Supraventricular Tachycardia (SVT) is an abnormally fast heart rhythm, typically 150 to 220 beats per minute, originating in the upper chambers of the heart or the junctional area above the ventricles. This rapid electrical activity forces the heart to beat too quickly to fill properly with blood. The decision to treat SVT, and specifically whether to use an electrical shock, depends on how well the patient is tolerating the rapid heart rate. The goal of intervention is to restore a normal, lower heart rhythm to ensure effective blood pumping.
Understanding Supraventricular Tachycardia and Initial Treatment
Patients experiencing SVT often report sudden-onset symptoms such as palpitations, lightheadedness, or dizziness. When a patient is considered “stable”—conscious, with normal blood pressure, and not showing signs of organ distress—the initial approach avoids electrical intervention. The first step involves non-pharmacological methods designed to stimulate the vagus nerve, which slows electrical conduction through the heart.
The modified Valsalva maneuver, where a patient exhales forcefully against a closed airway while lying flat with their legs raised, is the most effective vagal maneuver. If these maneuvers fail to convert the heart rhythm, treatment progresses to intravenous medication. The standard first-line drug is Adenosine, administered as a rapid intravenous push, typically starting with a 6-milligram dose followed by a saline flush.
Adenosine works by temporarily blocking the electrical pathway through the atrioventricular node, often the source of the short-circuiting that causes SVT. This medication is highly effective for most types of SVT, causing only a brief pause in the heart rhythm.
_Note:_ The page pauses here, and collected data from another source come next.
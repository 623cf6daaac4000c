//! Tokenization and result ordering
//!
//! Every contact is indexed under three independent groups of strings:
//! the lowercased words of its name, the digits of its phone number (with and
//! without a leading country code), and the two halves of its email address.
//! Insert and delete both derive tokens through [`index_tokens`] so the two
//! stay symmetric.

use std::cmp::Ordering;

use crate::interface::{ContactFilter, SortOrder};
use crate::models::Contact;

/// Lowercased whitespace-separated words of a display name
pub fn name_tokens(name: &str) -> Vec<String> {
    name.split_whitespace().map(str::to_lowercase).collect()
}

/// Phone number with every non-digit removed. May be empty.
pub fn phone_digits(phone: &str) -> String {
    phone.chars().filter(char::is_ascii_digit).collect()
}

/// Phone tokens: the full digit string and, for an international number
/// written with a separated country code (`+91 76543 21098`), the national
/// digits after that code. Empty when the phone has no digits.
pub fn phone_tokens(phone: &str) -> Vec<String> {
    let digits = phone_digits(phone);
    if digits.is_empty() {
        return Vec::new();
    }
    let national = national_digits(phone).filter(|n| !n.is_empty() && *n != digits);
    let mut tokens = vec![digits];
    tokens.extend(national);
    tokens
}

fn national_digits(phone: &str) -> Option<String> {
    let rest = phone.trim().strip_prefix('+')?;
    let code_len = rest.find(|c: char| !c.is_ascii_digit())?;
    if code_len == 0 {
        return None;
    }
    Some(phone_digits(&rest[code_len..]))
}

/// Local part and domain of an email address, lowercased.
///
/// Splits on the first `@`; an address without one is indexed whole.
/// Empty halves are dropped.
pub fn email_parts(email: &str) -> Vec<String> {
    let email = email.trim().to_lowercase();
    if email.is_empty() {
        return Vec::new();
    }
    let parts = match email.split_once('@') {
        Some((local, domain)) => vec![local.to_string(), domain.to_string()],
        None => vec![email],
    };
    parts.into_iter().filter(|p| !p.is_empty()).collect()
}

/// All index tokens for a record, in field order: name words, phone tokens,
/// email parts. Never contains an empty string.
pub fn index_tokens(name: &str, phone: &str, email: Option<&str>) -> Vec<String> {
    let mut tokens = name_tokens(name);
    tokens.extend(phone_tokens(phone));

    if let Some(email) = email {
        tokens.extend(email_parts(email));
    }

    tokens
}

/// Lowercase a search query for the trie walk. `None` for a blank query,
/// which must never reach the trie. Surrounding whitespace is kept, so
/// `"ami "` is not a prefix of `"amit"`.
pub fn normalize_query(query: &str) -> Option<String> {
    if query.trim().is_empty() {
        None
    } else {
        Some(query.to_lowercase())
    }
}

// ─────────────────────────────────────────────────────────────────────────────
// Ordering & filtering (applied by callers; the index itself is unordered)
// ─────────────────────────────────────────────────────────────────────────────

pub fn matches_filter(contact: &Contact, filter: ContactFilter) -> bool {
    match filter {
        ContactFilter::All => true,
        ContactFilter::Favorites => contact.favorite,
        ContactFilter::Tag(tag) => contact.tag == tag,
    }
}

pub fn filter_contacts(contacts: &[Contact], filter: ContactFilter) -> Vec<Contact> {
    contacts
        .iter()
        .filter(|c| matches_filter(c, filter))
        .cloned()
        .collect()
}

fn compare_names(a: &Contact, b: &Contact) -> Ordering {
    a.name
        .to_lowercase()
        .cmp(&b.name.to_lowercase())
        .then_with(|| a.id.cmp(&b.id))
}

fn compare_recent(a: &Contact, b: &Contact) -> Ordering {
    match (a.last_called, b.last_called) {
        (Some(x), Some(y)) => y.cmp(&x).then_with(|| compare_names(a, b)),
        (Some(_), None) => Ordering::Less,
        (None, Some(_)) => Ordering::Greater,
        (None, None) => compare_names(a, b),
    }
}

pub fn sort_contacts(contacts: &mut [Contact], order: SortOrder) {
    match order {
        SortOrder::Name => contacts.sort_by(compare_names),
        SortOrder::Recent => contacts.sort_by(compare_recent),
    }
}

#[cfg(test)]
mod tests {
    use super::*;
    use crate::interface::Tag;
    use chrono::{Duration, Utc};

    #[test]
    fn test_name_tokens_split_on_any_whitespace() {
        assert_eq!(name_tokens("Amit  Singh"), vec!["amit", "singh"]);
        assert_eq!(name_tokens("\tDr. Neha\nAgarwal "), vec!["dr.", "neha", "agarwal"]);
        assert!(name_tokens("   ").is_empty());
    }

    #[test]
    fn test_phone_digits_strips_punctuation() {
        assert_eq!(phone_digits("+91 76543 21098"), "917654321098");
        assert_eq!(phone_digits("000-0000"), "0000000");
        assert_eq!(phone_digits("(n/a)"), "");
    }

    #[test]
    fn test_phone_tokens_add_national_number() {
        assert_eq!(phone_tokens("+91 76543 21098"), vec!["917654321098", "7654321098"]);
        assert_eq!(phone_tokens("+1 (555) 010-0199"), vec!["15550100199", "5550100199"]);
        assert_eq!(phone_tokens("+917654321098"), vec!["917654321098"]);
        assert_eq!(phone_tokens("000-0000"), vec!["0000000"]);
        assert_eq!(phone_tokens("+ 44 20"), vec!["4420"]);
        assert!(phone_tokens("ext. only").is_empty());
    }

    #[test]
    fn test_email_parts() {
        assert_eq!(email_parts("Orders@PizzaPalace.in"), vec!["orders", "pizzapalace.in"]);
        assert_eq!(email_parts("  "), Vec::<String>::new());
        assert_eq!(email_parts("no-at-sign"), vec!["no-at-sign"]);
        assert_eq!(email_parts("@domain.com"), vec!["domain.com"]);
        assert_eq!(email_parts("a@b@c"), vec!["a", "b@c"]);
    }

    #[test]
    fn test_index_tokens_skip_empty_phone() {
        let tokens = index_tokens("Cab Service", "call desk", None);
        assert_eq!(tokens, vec!["cab", "service"]);
        assert!(tokens.iter().all(|t| !t.is_empty()));
    }

    #[test]
    fn test_index_tokens_field_order() {
        let tokens = index_tokens("Amit Singh", "+91 76543 21098", Some("amit.singh@hotmail.com"));
        assert_eq!(
            tokens,
            vec!["amit", "singh", "917654321098", "7654321098", "amit.singh", "hotmail.com"]
        );
    }

    #[test]
    fn test_normalize_query() {
        assert_eq!(normalize_query(""), None);
        assert_eq!(normalize_query("   "), None);
        assert_eq!(normalize_query("AmI"), Some("ami".to_string()));
        assert_eq!(normalize_query(" AmI "), Some(" ami ".to_string()));
    }

    #[test]
    fn test_sort_by_name_case_insensitive() {
        let mut contacts = vec![
            Contact::new(1, "ravi Mehta", "1"),
            Contact::new(2, "Amit Singh", "2"),
            Contact::new(3, "Pooja Nair", "3"),
        ];
        sort_contacts(&mut contacts, SortOrder::Name);
        let names: Vec<&str> = contacts.iter().map(|c| c.name.as_str()).collect();
        assert_eq!(names, vec!["Amit Singh", "Pooja Nair", "ravi Mehta"]);
    }

    #[test]
    fn test_sort_by_recent_puts_never_called_last() {
        let now = Utc::now();
        let mut a = Contact::new(1, "Zed", "1");
        a.last_called = Some(now - Duration::days(3));
        let mut b = Contact::new(2, "Yan", "2");
        b.last_called = Some(now);
        let c = Contact::new(3, "Bob", "3");
        let d = Contact::new(4, "Abe", "4");

        let mut contacts = vec![c, a, d, b];
        sort_contacts(&mut contacts, SortOrder::Recent);
        let ids: Vec<i64> = contacts.iter().map(|c| c.id.as_i64()).collect();
        assert_eq!(ids, vec![2, 1, 4, 3]);
    }

    #[test]
    fn test_filter_contacts() {
        let mut fav = Contact::new(1, "A", "1").with_tag(Tag::Work);
        fav.favorite = true;
        let plain = Contact::new(2, "B", "2").with_tag(Tag::Family);
        let contacts = vec![fav, plain];

        assert_eq!(filter_contacts(&contacts, ContactFilter::All).len(), 2);
        assert_eq!(filter_contacts(&contacts, ContactFilter::Favorites)[0].id.as_i64(), 1);
        assert_eq!(filter_contacts(&contacts, ContactFilter::Tag(Tag::Family))[0].id.as_i64(), 2);
        assert!(filter_contacts(&contacts, ContactFilter::Tag(Tag::Friends)).is_empty());
    }
}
If these maneuvers and medications prove ineffective, a conversion to electrical therapy is then considered for a stable patient.
What Electrical Cardioversion Entails
Electrical cardioversion is a controlled medical procedure that uses a therapeutic electrical current to reset the heart’s rhythm. The process involves delivering a low-energy, synchronized electrical shock across the chest wall through specialized pads or paddles. This brief burst of energy causes all heart muscle cells to depolarize simultaneously, momentarily halting electrical activity.
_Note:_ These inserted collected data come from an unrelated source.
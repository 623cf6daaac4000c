//! Generate a synthetic phonebook database for benchmarks.
//!
//! Builds contacts from name/domain word lists and writes them through the
//! real ContactStore, so the file has exactly the layout the app reads.
//!
//! Usage:
//!     cargo run --release --bin generate-contacts-db -- --count 50000

use anyhow::{Context, Result};
use chrono::{Duration, Utc};
use clap::Parser;
use phonebook::{Contact, ContactStore, StoreOptions, Tag};
use rand::rngs::StdRng;
use rand::{Rng, SeedableRng};
use std::path::PathBuf;

#[derive(Parser, Debug)]
#[command(author, version, about, long_about = None)]
struct Args {
    /// Number of contacts to generate
    #[arg(short, long, default_value_t = 10_000)]
    count: usize,

    /// Path to save the SQLite database
    #[arg(short, long, default_value = "SyntheticContacts.sqlite")]
    db_path: PathBuf,

    /// RNG seed, for reproducible files
    #[arg(short, long, default_value_t = 42)]
    seed: u64,

    /// Share of contacts marked favorite
    #[arg(long, default_value_t = 0.2)]
    favorite_ratio: f64,
}

const FIRST_NAMES: &[&str] = &[
    "Aarav", "Aditi", "Amit", "Ananya", "Arjun", "Deepa", "Divya", "Farhan", "Gaurav", "Ishaan",
    "Kavya", "Karan", "Lakshmi", "Meera", "Neha", "Nikhil", "Pooja", "Priya", "Rahul", "Rajesh",
    "Ravi", "Rohit", "Sanjay", "Shreya", "Sneha", "Sunita", "Tanvi", "Varun", "Vikram", "Zoya",
];

const LAST_NAMES: &[&str] = &[
    "Agarwal", "Bose", "Chopra", "Das", "Gupta", "Iyer", "Joshi", "Kapoor", "Khan", "Kumar",
    "Mehta", "Menon", "Nair", "Patel", "Rao", "Reddy", "Shah", "Sharma", "Singh", "Verma",
];

const DOMAINS: &[&str] = &[
    "gmail.com", "yahoo.com", "hotmail.com", "outlook.com", "company.in", "startup.io",
];

fn pick<'a>(rng: &mut StdRng, words: &[&'a str]) -> &'a str {
    words[rng.gen_range(0..words.len())]
}

fn generate_contact(rng: &mut StdRng, id: i64, favorite_ratio: f64) -> Contact {
    let first = pick(rng, FIRST_NAMES);
    let last = pick(rng, LAST_NAMES);
    let phone = format!(
        "+91 {}{:04} {:05}",
        rng.gen_range(6..=9),
        rng.gen_range(0..10_000),
        rng.gen_range(0..100_000)
    );

    let mut contact = Contact::new(id, format!("{first} {last}"), phone)
        .with_tag(Tag::ALL[rng.gen_range(0..Tag::ALL.len())]);

    if rng.gen_bool(0.6) {
        contact = contact.with_email(format!(
            "{}.{}{}@{}",
            first.to_lowercase(),
            last.to_lowercase(),
            rng.gen_range(1..100),
            pick(rng, DOMAINS)
        ));
    }
    contact.favorite = rng.gen_bool(favorite_ratio.clamp(0.0, 1.0));
    contact.created_at = Utc::now() - Duration::days(rng.gen_range(0..730));
    if rng.gen_bool(0.5) {
        contact.last_called = Some(Utc::now() - Duration::minutes(rng.gen_range(0..60 * 24 * 90)));
    }
    contact
}

fn main() -> Result<()> {
    let args = Args::parse();

    if args.db_path.exists() {
        std::fs::remove_file(&args.db_path)
            .with_context(|| format!("Failed to remove {}", args.db_path.display()))?;
    }

    println!("Generating {} contacts...", args.count);
    println!("Output: {}", args.db_path.display());

    let store = ContactStore::open_with_options(&args.db_path, StoreOptions::empty())
        .context("Failed to create database")?;

    let mut rng = StdRng::seed_from_u64(args.seed);
    let contacts: Vec<Contact> = (1..=args.count as i64)
        .map(|id| generate_contact(&mut rng, id, args.favorite_ratio))
        .collect();
    let with_email = contacts.iter().filter(|c| c.email.is_some()).count();

    store
        .replace_contacts(contacts)
        .context("Failed to write contacts")?;

    let sample_matches = store.search("am").len();
    let size = store.database_size().context("Failed to read database size")?;

    println!();
    println!("Database created: {}", args.db_path.display());
    println!("  Contacts: {}", store.len());
    println!("  With email: {}", with_email);
    println!("  Matches for \"am\": {}", sample_matches);
    println!(
        "  Database size: {:.2} MB",
        size as f64 / 1024.0 / 1024.0
    );
    Ok(())
}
Synchronization differentiates this procedure from defibrillation, which is used for chaotic rhythms like ventricular fibrillation in patients without a pulse. In cardioversion, the electrical discharge is precisely timed to avoid the heart’s vulnerable repolarization period, minimizing the risk of inducing a more dangerous rhythm. Because the patient is conscious and the shock can be painful, the procedure is performed under deep, short-acting intravenous sedation to ensure comfort.
Criteria for Immediate Electrical Cardioversion
The question of when to cardiovert is answered by the patient’s clinical status, specifically the presence of hemodynamic instability. This unstable state means the rapid heart rate is preventing the heart from pumping enough oxygenated blood to the body’s vital organs. In this emergency scenario, the risks of delaying treatment with slower pharmacological agents outweigh the risks of immediate electrical intervention.
Specific signs that mandate immediate synchronized electrical cardioversion include severe hypotension or evidence of shock. Other urgent indications are altered mental status, such as confusion or unresponsiveness, which signals poor blood flow to the brain. Acute signs of heart failure, such as severe shortness of breath or pulmonary edema, also require immediate conversion.
Active chest pain, or angina, indicating the heart muscle is not receiving enough oxygen, is another compelling reason to proceed directly to electrical therapy. When these signs of instability are present, the medical team bypasses vagal maneuvers and Adenosine entirely. The clinical urgency requires the fastest and most reliable method to restore a normal rhythm: immediate synchronized electrical shock.
What Happens After the Procedure
Following successful electrical cardioversion, the patient is closely monitored in a recovery area while the effects of the intravenous sedation wear off. The medical team confirms the heart has converted to a normal rhythm through continuous monitoring. Patients often feel groggy and may experience mild discomfort or redness on the skin where the electrode pads were placed.
Patients are instructed not to drive or make important decisions for at least 24 hours due to the lingering effects of the sedative medication. Post-procedure care often includes the use of blood-thinning medication, particularly if the SVT lasted for an unknown or prolonged duration, to mitigate the risk of stroke from blood clots. The final step involves consulting with a cardiologist to determine the underlying cause of the SVT and establish a long-term plan, which may involve maintenance antiarrhythmic medications or a curative procedure like catheter ablation.